Data shown:
↓

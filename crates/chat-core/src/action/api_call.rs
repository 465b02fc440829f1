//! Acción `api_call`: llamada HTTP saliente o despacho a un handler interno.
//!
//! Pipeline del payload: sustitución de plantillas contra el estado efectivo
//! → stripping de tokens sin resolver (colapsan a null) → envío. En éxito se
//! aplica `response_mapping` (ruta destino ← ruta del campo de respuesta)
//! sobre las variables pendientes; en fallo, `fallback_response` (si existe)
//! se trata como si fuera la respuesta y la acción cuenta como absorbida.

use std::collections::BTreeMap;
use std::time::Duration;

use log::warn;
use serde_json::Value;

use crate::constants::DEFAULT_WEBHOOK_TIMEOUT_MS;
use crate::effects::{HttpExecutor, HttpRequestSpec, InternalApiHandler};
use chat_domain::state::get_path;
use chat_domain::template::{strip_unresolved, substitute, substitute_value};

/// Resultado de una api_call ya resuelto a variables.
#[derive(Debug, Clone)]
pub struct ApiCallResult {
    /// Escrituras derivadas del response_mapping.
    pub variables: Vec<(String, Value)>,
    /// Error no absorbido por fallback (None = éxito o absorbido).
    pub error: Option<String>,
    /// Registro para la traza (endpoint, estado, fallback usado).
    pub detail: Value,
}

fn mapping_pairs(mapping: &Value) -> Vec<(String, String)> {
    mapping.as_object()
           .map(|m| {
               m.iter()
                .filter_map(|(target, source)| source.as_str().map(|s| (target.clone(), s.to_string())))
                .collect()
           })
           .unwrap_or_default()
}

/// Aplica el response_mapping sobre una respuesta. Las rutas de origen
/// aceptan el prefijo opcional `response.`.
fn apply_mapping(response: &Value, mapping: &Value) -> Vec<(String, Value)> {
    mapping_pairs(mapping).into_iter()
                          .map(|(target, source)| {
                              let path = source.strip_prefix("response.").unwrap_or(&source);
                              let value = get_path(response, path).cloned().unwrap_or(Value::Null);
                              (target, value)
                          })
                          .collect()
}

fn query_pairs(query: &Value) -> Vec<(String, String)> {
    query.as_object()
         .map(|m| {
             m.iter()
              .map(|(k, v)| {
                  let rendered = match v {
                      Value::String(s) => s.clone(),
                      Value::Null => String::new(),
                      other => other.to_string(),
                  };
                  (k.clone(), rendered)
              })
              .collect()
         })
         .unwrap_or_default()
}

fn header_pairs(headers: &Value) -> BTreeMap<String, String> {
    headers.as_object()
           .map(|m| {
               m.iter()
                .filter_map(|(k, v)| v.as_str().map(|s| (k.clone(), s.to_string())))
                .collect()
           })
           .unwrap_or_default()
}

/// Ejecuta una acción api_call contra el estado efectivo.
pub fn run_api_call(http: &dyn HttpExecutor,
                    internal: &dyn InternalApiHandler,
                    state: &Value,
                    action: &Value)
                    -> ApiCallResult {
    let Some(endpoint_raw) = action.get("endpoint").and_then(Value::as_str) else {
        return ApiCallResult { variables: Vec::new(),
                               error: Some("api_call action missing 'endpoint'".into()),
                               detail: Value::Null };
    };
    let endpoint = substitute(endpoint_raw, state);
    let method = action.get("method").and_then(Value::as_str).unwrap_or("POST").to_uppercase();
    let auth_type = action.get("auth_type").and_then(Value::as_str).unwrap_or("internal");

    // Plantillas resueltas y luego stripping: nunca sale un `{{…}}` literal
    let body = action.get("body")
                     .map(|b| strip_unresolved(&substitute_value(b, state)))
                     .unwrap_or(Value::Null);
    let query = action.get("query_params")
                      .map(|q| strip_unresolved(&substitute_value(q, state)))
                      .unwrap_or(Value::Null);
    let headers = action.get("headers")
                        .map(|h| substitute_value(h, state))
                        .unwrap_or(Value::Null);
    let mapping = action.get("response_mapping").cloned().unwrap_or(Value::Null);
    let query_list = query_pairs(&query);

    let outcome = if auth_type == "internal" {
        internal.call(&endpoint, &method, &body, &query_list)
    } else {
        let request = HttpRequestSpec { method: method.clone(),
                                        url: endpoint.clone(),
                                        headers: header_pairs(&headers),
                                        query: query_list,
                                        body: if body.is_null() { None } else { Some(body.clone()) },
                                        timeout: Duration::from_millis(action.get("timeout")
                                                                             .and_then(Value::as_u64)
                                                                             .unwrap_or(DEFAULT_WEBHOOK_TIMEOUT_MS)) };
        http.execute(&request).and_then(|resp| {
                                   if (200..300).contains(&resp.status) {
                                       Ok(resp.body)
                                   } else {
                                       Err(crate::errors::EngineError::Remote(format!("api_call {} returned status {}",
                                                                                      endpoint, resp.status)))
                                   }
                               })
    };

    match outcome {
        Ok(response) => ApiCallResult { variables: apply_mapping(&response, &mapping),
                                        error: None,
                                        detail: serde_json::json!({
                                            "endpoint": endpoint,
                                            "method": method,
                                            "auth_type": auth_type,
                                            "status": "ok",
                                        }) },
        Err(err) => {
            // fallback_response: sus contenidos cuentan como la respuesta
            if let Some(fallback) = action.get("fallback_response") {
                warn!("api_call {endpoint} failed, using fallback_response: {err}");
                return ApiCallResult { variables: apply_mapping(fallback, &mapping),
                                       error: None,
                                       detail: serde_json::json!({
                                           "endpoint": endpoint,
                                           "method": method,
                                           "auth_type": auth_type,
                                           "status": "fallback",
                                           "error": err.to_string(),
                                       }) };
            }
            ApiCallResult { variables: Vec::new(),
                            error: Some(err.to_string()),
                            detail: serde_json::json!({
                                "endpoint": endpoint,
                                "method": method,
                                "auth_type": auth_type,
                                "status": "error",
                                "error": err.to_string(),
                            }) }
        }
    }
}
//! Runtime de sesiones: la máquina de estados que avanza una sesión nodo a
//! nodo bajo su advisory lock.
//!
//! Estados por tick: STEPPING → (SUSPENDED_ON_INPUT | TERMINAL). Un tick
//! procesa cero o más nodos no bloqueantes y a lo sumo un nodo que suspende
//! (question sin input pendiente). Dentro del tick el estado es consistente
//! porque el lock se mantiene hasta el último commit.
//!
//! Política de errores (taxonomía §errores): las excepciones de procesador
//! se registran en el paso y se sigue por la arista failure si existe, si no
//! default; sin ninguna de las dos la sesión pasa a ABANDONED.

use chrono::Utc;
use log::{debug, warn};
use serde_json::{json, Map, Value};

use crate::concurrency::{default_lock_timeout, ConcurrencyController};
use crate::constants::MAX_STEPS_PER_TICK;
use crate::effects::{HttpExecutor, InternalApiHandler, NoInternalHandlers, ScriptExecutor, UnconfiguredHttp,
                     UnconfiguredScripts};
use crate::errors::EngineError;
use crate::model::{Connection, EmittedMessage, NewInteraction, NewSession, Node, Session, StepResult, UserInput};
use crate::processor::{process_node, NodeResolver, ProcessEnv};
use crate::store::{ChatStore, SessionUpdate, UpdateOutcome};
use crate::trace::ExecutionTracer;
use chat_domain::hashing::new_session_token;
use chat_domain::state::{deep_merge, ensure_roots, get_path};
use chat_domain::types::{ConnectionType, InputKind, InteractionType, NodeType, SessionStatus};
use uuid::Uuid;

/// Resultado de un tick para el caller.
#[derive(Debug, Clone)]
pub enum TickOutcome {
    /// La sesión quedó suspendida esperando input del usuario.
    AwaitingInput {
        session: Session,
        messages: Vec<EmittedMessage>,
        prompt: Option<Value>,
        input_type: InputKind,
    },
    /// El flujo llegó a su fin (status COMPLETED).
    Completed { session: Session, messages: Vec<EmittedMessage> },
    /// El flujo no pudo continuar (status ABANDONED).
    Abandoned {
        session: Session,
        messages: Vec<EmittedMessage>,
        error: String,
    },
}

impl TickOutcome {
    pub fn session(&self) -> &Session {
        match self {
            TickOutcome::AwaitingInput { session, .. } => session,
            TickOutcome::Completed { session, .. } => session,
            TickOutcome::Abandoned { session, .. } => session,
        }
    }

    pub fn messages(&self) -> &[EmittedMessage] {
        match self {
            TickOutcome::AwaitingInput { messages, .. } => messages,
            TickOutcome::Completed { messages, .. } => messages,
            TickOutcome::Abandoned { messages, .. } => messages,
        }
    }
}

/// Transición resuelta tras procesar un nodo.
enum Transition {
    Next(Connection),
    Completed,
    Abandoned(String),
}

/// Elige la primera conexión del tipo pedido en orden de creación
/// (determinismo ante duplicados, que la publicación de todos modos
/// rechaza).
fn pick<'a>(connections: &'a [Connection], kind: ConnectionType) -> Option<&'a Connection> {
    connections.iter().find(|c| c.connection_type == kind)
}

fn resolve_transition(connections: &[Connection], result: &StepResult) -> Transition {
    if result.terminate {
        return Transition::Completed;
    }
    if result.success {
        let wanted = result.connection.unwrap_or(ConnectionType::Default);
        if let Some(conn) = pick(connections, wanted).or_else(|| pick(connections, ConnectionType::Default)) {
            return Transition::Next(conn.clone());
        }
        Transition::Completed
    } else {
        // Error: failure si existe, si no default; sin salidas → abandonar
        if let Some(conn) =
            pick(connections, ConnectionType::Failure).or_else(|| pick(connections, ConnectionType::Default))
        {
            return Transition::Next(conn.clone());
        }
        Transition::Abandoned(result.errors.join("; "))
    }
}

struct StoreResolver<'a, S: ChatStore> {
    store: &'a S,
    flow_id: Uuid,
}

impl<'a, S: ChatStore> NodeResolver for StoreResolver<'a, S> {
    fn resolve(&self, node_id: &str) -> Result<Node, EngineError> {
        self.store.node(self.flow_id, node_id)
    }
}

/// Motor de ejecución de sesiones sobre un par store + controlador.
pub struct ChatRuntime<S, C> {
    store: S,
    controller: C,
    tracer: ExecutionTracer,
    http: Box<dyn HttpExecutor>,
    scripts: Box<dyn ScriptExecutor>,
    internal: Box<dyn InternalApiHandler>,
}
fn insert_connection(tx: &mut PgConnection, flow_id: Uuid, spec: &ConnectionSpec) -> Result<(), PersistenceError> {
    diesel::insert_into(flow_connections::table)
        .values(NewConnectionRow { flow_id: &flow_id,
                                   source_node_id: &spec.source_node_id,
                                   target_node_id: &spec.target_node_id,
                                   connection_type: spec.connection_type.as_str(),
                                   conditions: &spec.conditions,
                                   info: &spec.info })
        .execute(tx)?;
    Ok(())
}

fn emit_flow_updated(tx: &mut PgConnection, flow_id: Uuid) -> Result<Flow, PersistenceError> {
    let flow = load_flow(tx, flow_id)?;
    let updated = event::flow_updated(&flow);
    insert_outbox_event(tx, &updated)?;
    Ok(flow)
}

↑

Task to carry out: Your output should consist solely of the lines from the beginning of the entries through the line containing "use chat_domain::state::get_path;", reproduced exactly.

Output of the exercise:
filename crates/chat-core/src/action/api_call.rs
repository 465b02fc440829f1
//! Acción `api_call`: llamada HTTP saliente o despacho a un handler interno.
//!
//! Pipeline del payload: sustitución de plantillas contra el estado efectivo
//! → stripping de tokens sin resolver (colapsan a null) → envío. En éxito se
//! aplica `response_mapping` (ruta destino ← ruta del campo de respuesta)
//! sobre las variables pendientes; en fallo, `fallback_response` (si existe)
//! se trata como si fuera la respuesta y la acción cuenta como absorbida.

use std::collections::BTreeMap;
use std::time::Duration;

use log::warn;
use serde_json::Value;

use crate::constants::DEFAULT_WEBHOOK_TIMEOUT_MS;
use crate::effects::{HttpExecutor, HttpRequestSpec, InternalApiHandler};
use chat_domain::state::get_path;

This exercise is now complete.